Читателя надо увлечь: если не любовным романом, то — романом ужасов. А ужасов в России было достаточно, особенно при советской власти. Но в 70-е годы несколько опостылевшие готические страхи холодной войны и железного занавеса постепенно трансформировались — в умах западной аудитории — в апокалиптический ужас перед атомной бомбой, в страх тотального самоуничтожения человечества — в угрозу атомной войны, войны атомов, распыления человеческой истории в хаосе атомных частиц, полной аннигиляции.

Я не буду сейчас задаваться вопросом, насколько этот научно-фантастический ужас был обоснован исторически. Ясно одно: те, кто получали выездную визу в 70-е годы, были гайкой и винтиком — атомом? — в этой ядерной машине страха, тождественного ужасу смерти, концу мира в сценарии апокалиптической конфронтации западной цивилизации и советской империи. Неудивительно, что каждый из нас — как часть этой ментальной ядерной бомбы — воспринимался крайне серьезно. Мы и были, в каком-то смысле, механизмом этой самой бомбы. Нас надо было изучать. Любопытно, что те, кто воспринимал литературу как политическую организацию, прибегали в ту эпоху к армейскому жаргону 20-х годов: «литературный фронт», «взять в обойму» (и даже слово «магазин», по-русски означающий и торговую точку, и ту самую «обойму» огнестрельного автоматического оружия, — по-английски означает еще и журнал).
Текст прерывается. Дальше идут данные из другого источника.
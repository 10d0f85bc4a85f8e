//! Input abstraction and recording for replays

/// Input state (placeholder)
#[derive(Debug, Clone, Copy)]
pub struct InputState {
    pub move_x: f32,
    pub move_y: f32,
}

impl Default for InputState {
    fn default() -> Self {
        Self {
            move_x: 0.0,
            move_y: 0.0,
        }
    }
}
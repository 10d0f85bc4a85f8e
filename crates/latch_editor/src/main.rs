//! Latch Engine Editor
//!
//! Editor application with GUI, scene view, and development tools

use anyhow::Result;
use tracing_subscriber;

fn main() -> Result<()> {
    // Initialize logging
    tracing_subscriber::fmt::init();

    tracing::info!("Latch Editor v{}", latch_core::VERSION);
    tracing::info!("Editor initialized successfully");
    tracing::info!("Phase 0: Placeholder - will add editor UI in Phase 3");

    Ok(())
}
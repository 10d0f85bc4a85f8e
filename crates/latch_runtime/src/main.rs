//! Latch Engine Runtime
//!
//! Minimal binary that links engine crates and boots the game

use anyhow::Result;
use latch_services::{EngineFacade, ServiceConfig};
use tracing_subscriber;

fn main() -> Result<()> {
    // Initialize logging
    tracing_subscriber::fmt::init();

    tracing::info!("Latch Engine v{}", latch_core::VERSION);
    tracing::info!("Initializing services...");
    latch_services::init_services();

    let config = ServiceConfig::from_env();
    tracing::info!(host = %config.host, port = config.port, "simulation service configured");

    let facade = EngineFacade::new();
    tracing::info!(engine_version = facade.get_version(), "simulation engine ready");

    tracing::info!("Runtime initialized successfully");
    tracing::info!("Phase 0: Placeholder - transport/listener wiring is out of scope");

    Ok(())
}
//! Latch Scripting System
//!
//! TypeScript/JavaScript execution via QuickJS (dev) and WASM (ship)

pub mod ffi;
pub mod runtime;

pub use rquickjs;
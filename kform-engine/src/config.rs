//! Form behavior settings, loadable from a `kform.toml` file.

use crate::error::EngineResult;
use serde::{Deserialize, Serialize};
use std::path::Path;
use tracing::{info, warn};

/// Behavior switches shared by form instances.
#[derive(Debug, Clone, PartialEq, Eq, Serialize, Deserialize)]
#[serde(default)]
pub struct FormConfig {
    /// Restore defaults after a successful submit.
    pub reset_on_submit: bool,
    /// Restore defaults when the form is cancelled.
    pub reset_on_cancel: bool,
    /// Focus the first visible field when the form mounts.
    pub focus_first_on_mount: bool,
    /// Focus the first field with an async error when errors arrive.
    pub focus_on_async_error: bool,
    /// Focus the first invalid field when a submit is blocked.
    pub focus_on_blocked_submit: bool,
}

impl Default for FormConfig {
    fn default() -> Self {
        Self {
            reset_on_submit: true,
            reset_on_cancel: true,
            focus_first_on_mount: true,
            focus_on_async_error: true,
            focus_on_blocked_submit: true,
        }
    }
}

/// Layout of the config file: settings live under `[form]`.
#[derive(Debug, Default, Deserialize)]
struct ConfigFile {
    #[serde(default)]
    form: FormConfig,
}

impl FormConfig {
    /// Parses a config file body.
    pub fn from_toml_str(contents: &str) -> EngineResult<Self> {
        let file: ConfigFile = toml::from_str(contents)?;
        Ok(file.form)
    }

    /// Loads settings from `path`. A missing or malformed file yields the
    /// defaults.
    pub fn load_from(path: impl AsRef<Path>) -> Self {
        let path = path.as_ref();
        if !path.exists() {
            info!("No form config at {:?}, using defaults", path);
            return Self::default();
        }

        match std::fs::read_to_string(path) {
            Ok(contents) => match Self::from_toml_str(&contents) {
                Ok(config) => {
                    info!("Loaded form config from {:?}", path);
                    config
                }
                Err(e) => {
                    warn!("Failed to parse form config {:?}: {}. Using defaults.", path, e);
                    Self::default()
                }
            },
            Err(e) => {
                warn!("Failed to read form config {:?}: {}", path, e);
                Self::default()
            }
        }
    }
}
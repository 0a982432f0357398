//! Form engine for kform.
//!
//! Everything a mounted form needs on top of the store:
//! - [`FormModel`]: per-form state kept in the state tree
//! - [`FormAction`] / [`FormUpdater`]: the form state machine
//! - [`validation`]: per-field and per-form validation, error visibility
//! - [`selectors`]: visible and grouped field derivation, input resolution
//! - [`schedule`]: cancellable debounce timers (manual and tokio-backed)
//! - [`FormInstance`]: mount/unmount, bound dispatchers, change and submit
//!   handling
//! - [`FormConfig`]: behavior switches, loadable from TOML
//!
//! # Example
//!
//! ```
//! use kform_engine::{FormInstance, ManualScheduler, SubmitOutcome};
//! use kform_model::{validators, FieldSchema, FieldTypeRegistry, FormSchema};
//! use kform_store::{ScopeContext, Store};
//! use kform_types::ScopePath;
//! use std::rc::Rc;
//! use std::sync::Arc;
//!
//! let schema = FormSchema::new(vec![
//!     FieldSchema::new("name").title("Name").validate(validators::required()),
//! ])
//! .unwrap();
//! let store = Store::new();
//! let form = FormInstance::new(
//!     "signup",
//!     ScopeContext::new(store.clone(), ScopePath::from(["forms", "signup"])),
//!     Arc::new(schema),
//!     Rc::new(FieldTypeRegistry::with_builtins()),
//!     Rc::new(ManualScheduler::new()),
//! );
//! form.mount().unwrap();
//!
//! let outcome = form.handle_submit().unwrap();
//! assert!(matches!(outcome, SubmitOutcome::Blocked { .. }));
//! assert!(form.model().submit_dirty);
//! ```

mod action;
mod config;
mod error;
mod instance;
mod model;
pub mod schedule;
pub mod selectors;
mod updater;
pub mod validation;

pub use action::{DebounceMode, FormAction};
pub use config::FormConfig;
pub use error::{EngineError, EngineResult};
pub use instance::{FormHooks, FormInstance, InputControls, SubmitOutcome};
pub use model::{get_initial_model, FormModel, FormSnapshot, SubStates};
pub use schedule::{ManualScheduler, Scheduler, TaskId, TokioScheduler};
pub use selectors::{FieldDescriptor, FieldView, InputEvent, VisibleFieldsCache};
pub use updater::{FormUpdater, SUB_STATES_KEY};
pub use validation::{AsyncErrors, FieldError, GENERAL_ERROR_KEY};
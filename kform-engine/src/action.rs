//! Form updater actions.
//!
//! Serialized as `{"type": "SET_FIELD", "payload": {...}}` and carried in an
//! [`Action`] envelope addressed at the form's scope.

use kform_model::Fields;
use kform_types::Action;
use serde::{Deserialize, Serialize};
use serde_json::Value;

/// Phase of a debounced `SET_FIELD`.
#[derive(Debug, Clone, Copy, PartialEq, Eq, Serialize, Deserialize)]
#[serde(rename_all = "lowercase")]
pub enum DebounceMode {
    /// Holds the raw value; the field stays uncommitted.
    Start,
    /// Commits the value and closes the window.
    End,
    /// Closes the window and drops the raw value. The committed value and
    /// the dirty flag are left alone.
    Cancel,
}

#[derive(Debug, Clone, PartialEq, Serialize, Deserialize)]
#[serde(tag = "type", content = "payload", rename_all = "SCREAMING_SNAKE_CASE")]
pub enum FormAction {
    SetField {
        id: String,
        value: Value,
        #[serde(default, skip_serializing_if = "Option::is_none")]
        debounce: Option<DebounceMode>,
    },
    #[serde(rename_all = "camelCase")]
    Submit {
        reset_on_submit: bool,
        /// Values handed to the submit hook. Informational only.
        #[serde(default, skip_serializing_if = "Option::is_none")]
        fields: Option<Fields>,
    },
    #[serde(rename_all = "camelCase")]
    Reset { reset_on_cancel: bool },
    SetSubmitDirty,
    /// Forwards `action` to the reducer of a composite field.
    #[serde(rename_all = "camelCase")]
    SetSubState {
        field_type: String,
        field_id: String,
        action: Action,
        /// Also writes this value into the parent field.
        #[serde(default, skip_serializing_if = "Option::is_none")]
        set_field: Option<Value>,
    },
    /// Loads an existing record: values become both current and default.
    LoadValues { values: Fields },
}

impl FormAction {
    pub fn set_field(id: impl Into<String>, value: impl Into<Value>) -> Self {
        Self::SetField {
            id: id.into(),
            value: value.into(),
            debounce: None,
        }
    }

    pub fn debounced(id: impl Into<String>, value: impl Into<Value>, mode: DebounceMode) -> Self {
        Self::SetField {
            id: id.into(),
            value: value.into(),
            debounce: Some(mode),
        }
    }

    /// Type tag as it appears in the envelope.
    pub fn kind(&self) -> &'static str {
        match self {
            Self::SetField { .. } => "SET_FIELD",
            Self::Submit { .. } => "SUBMIT",
            Self::Reset { .. } => "RESET",
            Self::SetSubmitDirty => "SET_SUBMIT_DIRTY",
            Self::SetSubState { .. } => "SET_SUB_STATE",
            Self::LoadValues { .. } => "LOAD_VALUES",
        }
    }
}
Специальные государственные агентства — от исследовательских центров и разведывательных управлений до академических институтов — получали в тот период огромные фонды и субсидии на печатание, распространение и засылку в Россию «свободной» литературы. Ни в какую другую эпоху немыслимо было бы полностью субсидированное существование, скажем, такого толстого и литературно посредственного журнала, как «Континент», объединившего «прогрессивные» силы эмиграции; или же энтузиазм и размах работы радиостанций на русском языке в Европе и Америке. Это был ренессанс русской литературы в изгнании за счет фондов оборонного комплекса западной цивилизации. И происходило это не по причине циничной манипуляции общественным мнением (точнее, не только поэтому): русская литература в эмиграции была частью большого увлекательного сюжета. Нас увлекал этот фильм ужасов. Нам всем было интересно, чем это все закончится.

Но звездный час миновал: мы больше не представляем никакой политической силы. Но была ли она вообще, эта политическая сила, эта обойма, этот магазин у нас в руках? Или она была такой же фикцией, как и угроза ядерной катастрофы?

Если воспринимать эмиграцию лишь в этом политическом плане — то да, ее роль была фиктивной. Достаточно проглядеть литературу, созданную ангажированными авторами эмиграции. Сомнительность их гражданской позиции сейчас очевидна. Скажем, разговоры о вине за соучастие во всем, что творилось при советской власти. Те, кто уезжали в те годы с политической мотивировкой, утверждали, что именно от этого соучастия они и уходили. Но с такой же логической неопровержимостью можно утверждать, что их отъезд продлил жизнь режиму, лишив его какой-либо моральной оппозиции, в то время как те, кто оставались, были, наоборот, внутренним двигателем, ускорившим процесс развала советской власти.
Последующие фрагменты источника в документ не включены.